## ACTIVITY
In the records below, find the line that contains "use std::cell::RefCell;" and the line that contains "pub fn new()", then retype exactly those two lines and every line between them.

EXCERPTED RECORDS START

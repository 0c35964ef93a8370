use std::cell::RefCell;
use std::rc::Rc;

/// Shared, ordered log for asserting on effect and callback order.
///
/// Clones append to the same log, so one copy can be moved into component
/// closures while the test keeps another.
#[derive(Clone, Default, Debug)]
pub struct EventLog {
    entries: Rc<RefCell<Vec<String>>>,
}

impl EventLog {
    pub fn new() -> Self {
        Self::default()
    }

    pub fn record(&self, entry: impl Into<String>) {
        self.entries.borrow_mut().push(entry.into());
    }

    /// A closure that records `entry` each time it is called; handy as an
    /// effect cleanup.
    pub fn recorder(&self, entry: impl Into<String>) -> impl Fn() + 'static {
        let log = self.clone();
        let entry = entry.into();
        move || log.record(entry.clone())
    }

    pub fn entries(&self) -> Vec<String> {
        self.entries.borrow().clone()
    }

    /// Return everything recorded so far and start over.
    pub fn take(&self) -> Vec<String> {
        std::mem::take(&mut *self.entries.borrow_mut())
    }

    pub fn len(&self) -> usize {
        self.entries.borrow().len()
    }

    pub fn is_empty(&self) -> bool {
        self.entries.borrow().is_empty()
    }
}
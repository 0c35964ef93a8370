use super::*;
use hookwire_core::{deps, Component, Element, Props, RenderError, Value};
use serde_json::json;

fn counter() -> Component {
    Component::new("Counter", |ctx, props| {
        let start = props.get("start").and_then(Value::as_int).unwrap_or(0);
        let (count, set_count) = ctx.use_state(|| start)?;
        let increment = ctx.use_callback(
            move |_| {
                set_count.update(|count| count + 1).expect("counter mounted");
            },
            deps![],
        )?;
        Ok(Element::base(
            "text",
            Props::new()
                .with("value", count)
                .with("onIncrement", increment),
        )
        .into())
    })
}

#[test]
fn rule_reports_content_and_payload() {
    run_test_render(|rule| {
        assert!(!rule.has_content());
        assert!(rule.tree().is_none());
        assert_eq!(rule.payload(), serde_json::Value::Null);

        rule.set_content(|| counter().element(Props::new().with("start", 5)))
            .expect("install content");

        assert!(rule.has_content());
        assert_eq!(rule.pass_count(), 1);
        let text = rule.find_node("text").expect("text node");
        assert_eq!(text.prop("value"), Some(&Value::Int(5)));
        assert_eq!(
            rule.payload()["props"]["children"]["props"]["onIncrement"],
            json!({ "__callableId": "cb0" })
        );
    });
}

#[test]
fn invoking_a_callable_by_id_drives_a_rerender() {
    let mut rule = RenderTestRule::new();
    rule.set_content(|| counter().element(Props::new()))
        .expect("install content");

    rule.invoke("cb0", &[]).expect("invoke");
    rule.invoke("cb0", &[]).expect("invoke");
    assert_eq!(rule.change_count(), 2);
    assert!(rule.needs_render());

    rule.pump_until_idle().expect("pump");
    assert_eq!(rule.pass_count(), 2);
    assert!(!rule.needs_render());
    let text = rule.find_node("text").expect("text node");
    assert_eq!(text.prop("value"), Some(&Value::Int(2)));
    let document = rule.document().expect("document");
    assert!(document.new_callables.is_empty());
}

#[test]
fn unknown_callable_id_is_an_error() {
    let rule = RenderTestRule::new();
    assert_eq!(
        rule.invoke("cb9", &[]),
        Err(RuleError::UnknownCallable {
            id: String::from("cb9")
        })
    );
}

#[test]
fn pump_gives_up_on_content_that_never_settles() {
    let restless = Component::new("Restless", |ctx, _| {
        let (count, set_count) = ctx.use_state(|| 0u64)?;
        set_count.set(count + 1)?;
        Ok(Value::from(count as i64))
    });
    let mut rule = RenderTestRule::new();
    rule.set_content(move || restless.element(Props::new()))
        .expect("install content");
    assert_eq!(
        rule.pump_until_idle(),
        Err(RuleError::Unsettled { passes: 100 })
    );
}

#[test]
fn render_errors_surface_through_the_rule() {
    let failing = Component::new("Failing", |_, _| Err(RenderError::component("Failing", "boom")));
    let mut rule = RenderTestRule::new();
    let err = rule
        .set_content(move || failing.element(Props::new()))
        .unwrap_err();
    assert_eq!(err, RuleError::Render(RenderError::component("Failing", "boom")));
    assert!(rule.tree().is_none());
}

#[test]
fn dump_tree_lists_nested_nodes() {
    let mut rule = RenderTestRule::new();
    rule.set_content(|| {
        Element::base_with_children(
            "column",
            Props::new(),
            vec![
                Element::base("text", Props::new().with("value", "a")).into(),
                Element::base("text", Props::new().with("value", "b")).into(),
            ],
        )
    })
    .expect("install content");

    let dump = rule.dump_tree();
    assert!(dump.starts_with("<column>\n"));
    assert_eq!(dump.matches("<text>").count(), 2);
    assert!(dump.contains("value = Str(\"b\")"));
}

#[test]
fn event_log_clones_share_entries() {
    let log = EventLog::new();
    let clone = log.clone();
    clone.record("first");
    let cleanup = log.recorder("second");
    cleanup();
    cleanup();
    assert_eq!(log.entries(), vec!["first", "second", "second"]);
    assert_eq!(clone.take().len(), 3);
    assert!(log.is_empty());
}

EXCERPTED RECORDS END

## ANSWER TO THIS PROBLEM
use std::cell::RefCell;
use std::rc::Rc;

/// Shared, ordered log for asserting on effect and callback order.
///
/// Clones append to the same log, so one copy can be moved into component
/// closures while the test keeps another.
#[derive(Clone, Default, Debug)]
pub struct EventLog {
    entries: Rc<RefCell<Vec<String>>>,
}

impl EventLog {
    pub fn new() -> Self {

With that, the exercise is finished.